### [EXERCISE]
Among the lines below, tally those that hold "addr". Return the number and nothing more.

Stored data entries
·····
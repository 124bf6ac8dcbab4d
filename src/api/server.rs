//! HTTP server implementation

use std::sync::Arc;

use axum::Router;
use tower_http::cors::Any;
use tower_http::cors::CorsLayer;
use tower_http::trace::TraceLayer;
use tracing::info;
use tracing::warn;

use crate::api::handlers::AppState;
use crate::api::routes;
use crate::config::AppConfig;
use crate::rag::ResponseService;
use crate::Result;

/// Assemble the application router with tracing and optional CORS
pub fn build_router(state: AppState, enable_cors: bool) -> Router {
    let mut app = Router::new()
        .nest("/api", routes::api_routes(state))
        .layer(TraceLayer::new_for_http());

    if enable_cors {
        info!("CORS enabled");
        let cors = CorsLayer::new()
            .allow_origin(Any)
            .allow_methods(Any)
            .allow_headers(Any);
        app = app.layer(cors);
    }
    app
}

/// Start the API server
pub async fn serve_api(config: &AppConfig, host: String, port: u16, enable_cors: bool) -> Result<()> {
    info!("Starting echorag API server...");

    let service = Arc::new(ResponseService::from_config(config).await?);
    if let Err(e) = service.initialize().await {
        // Not fatal: the first request retries the load
        warn!("Knowledge data not loaded at startup: {}", e);
    }

    let state = AppState::new(service, config.bot.max_message_length);
    let app = build_router(state, enable_cors);

    let addr = format!("{host}:{port}");
    let listener = tokio::net::TcpListener::bind(&addr).await?;

    info!("API server listening on http://{}", addr);
    info!("Available endpoints:");
    info!("  GET  /api/health   - Health check");
    info!("  GET  /api/status   - LLM mode and knowledge data status");
    info!("  POST /api/respond  - Generate a reply");

    axum::serve(listener, app).await?;

    Ok(())
}

#[cfg(test)]
mod tests {
    use axum::body::Body;
    use axum::http::Request;
    use axum::http::StatusCode;
    use tower::ServiceExt;

    use super::*;
    use crate::llm::LlmResponseGenerator;
    use crate::rag::StaticSource;

    #[tokio::test]
    async fn test_health_route() {
        struct NoEmbedder;

        #[async_trait::async_trait]
        impl crate::embeddings::Embedder for NoEmbedder {
            async fn embed(&self, _text: &str) -> Result<Vec<f32>> {
                Ok(vec![0.0])
            }

            fn dimension(&self) -> usize {
                1
            }
        }

        let service = ResponseService::new(
            Arc::new(NoEmbedder),
            Arc::new(StaticSource::default()),
            LlmResponseGenerator::disabled(),
        );
        let app = build_router(AppState::new(Arc::new(service), 2000), true);

        let response = app
            .oneshot(Request::builder().uri("/api/health").body(Body::empty()).unwrap())
            .await
            .unwrap();
        assert_eq!(response.status(), StatusCode::OK);
    }
}
//! Knowledge store initialization and import handlers

use std::path::Path;

use crate::cli::output::print_info;
use crate::cli::output::print_success;
use crate::cli::output::print_warning;
use crate::database::KnowledgeStore;
use crate::errors::EchoRagError;
use crate::models::KnowledgeMessage;
use crate::Result;

/// Handle knowledge store initialization command
pub async fn handle_init_command(store: &KnowledgeStore, force: bool) -> Result<()> {
    if !force {
        print_warning("This will create the knowledge store tables and indexes.");
        print_warning("This operation is safe - it uses CREATE IF NOT EXISTS.");
        println!("\nUse --force to proceed.");
        return Ok(());
    }

    print_info("🗄️  Initializing knowledge store...");
    store.init_schema().await?;
    print_success("Tables and indexes ready");
    Ok(())
}

/// Parse messages from a JSON array, or from JSON lines (one object per line)
pub fn parse_messages(content: &str) -> Result<Vec<KnowledgeMessage>> {
    let trimmed = content.trim_start();
    if trimmed.is_empty() {
        return Ok(Vec::new());
    }
    if trimmed.starts_with('[') {
        return Ok(serde_json::from_str(trimmed)?);
    }

    content
        .lines()
        .map(str::trim)
        .filter(|line| !line.is_empty())
        .map(|line| serde_json::from_str::<KnowledgeMessage>(line).map_err(EchoRagError::from))
        .collect()
}

/// Handle message import command
pub async fn handle_import_command(store: &KnowledgeStore, file: &Path) -> Result<()> {
    print_info(&format!("📥 Importing messages from {}", file.display()));

    let content = tokio::fs::read_to_string(file).await?;
    let messages = parse_messages(&content)?;
    if messages.is_empty() {
        print_warning("No messages in file");
        return Ok(());
    }

    let (inserted, skipped) = store.insert_messages_batch(&messages).await?;
    print_success(&format!(
        "Imported {inserted} messages ({skipped} already present)"
    ));
    if inserted > 0 {
        println!("Next: echorag backfill");
    }
    Ok(())
}

#[cfg(test)]
mod tests {
    use super::*;

    #[test]
    fn test_parse_messages() {
        let json = r#"[{
            "id": 1, "channel_id": 10, "channel_name": "general",
            "author_id": 7, "author_name": "alice", "content": "おはよう",
            "created_at": "2024-01-01T00:00:00Z", "timestamp": 1704067200.0,
            "category": null, "importance": 0
        }]"#;
        let messages = parse_messages(json).unwrap();
        assert_eq!(messages.len(), 1);
        assert_eq!(messages[0].content, "おはよう");
    }

    #[test]
    fn test_parse_json_lines() {
        let lines = concat!(
            r#"{"id": 1, "channel_id": 1, "channel_name": "c", "author_id": 1, "author_name": "a", "content": "one", "created_at": "t", "timestamp": 1.0, "category": null, "importance": 0}"#,
            "\n\n",
            r#"{"id": 2, "channel_id": 1, "channel_name": "c", "author_id": 1, "author_name": "a", "content": "two", "created_at": "t", "timestamp": 2.0, "category": "faq", "importance": 3}"#,
            "\n",
        );
        let messages = parse_messages(lines).unwrap();
        assert_eq!(messages.len(), 2);
        assert_eq!(messages[1].category.as_deref(), Some("faq"));
        assert!(parse_messages("  \n").unwrap().is_empty());
    }

    #[tokio::test]
    async fn test_import_skips_existing() {
        let dir = tempfile::tempdir().unwrap();
        let path = dir.path().join("messages.json");
        std::fs::write(
            &path,
            r#"[{"id": 1, "channel_id": 1, "channel_name": "c", "author_id": 1,
                 "author_name": "a", "content": "hi", "created_at": "t",
                 "timestamp": 1.0, "category": null, "importance": 0}]"#,
        )
        .unwrap();

        let store = KnowledgeStore::in_memory().await.unwrap();
        handle_import_command(&store, &path).await.unwrap();
        handle_import_command(&store, &path).await.unwrap();
        assert_eq!(store.message_count().await.unwrap(), 1);
    }
}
·····
### [WRITTEN REPLY]
3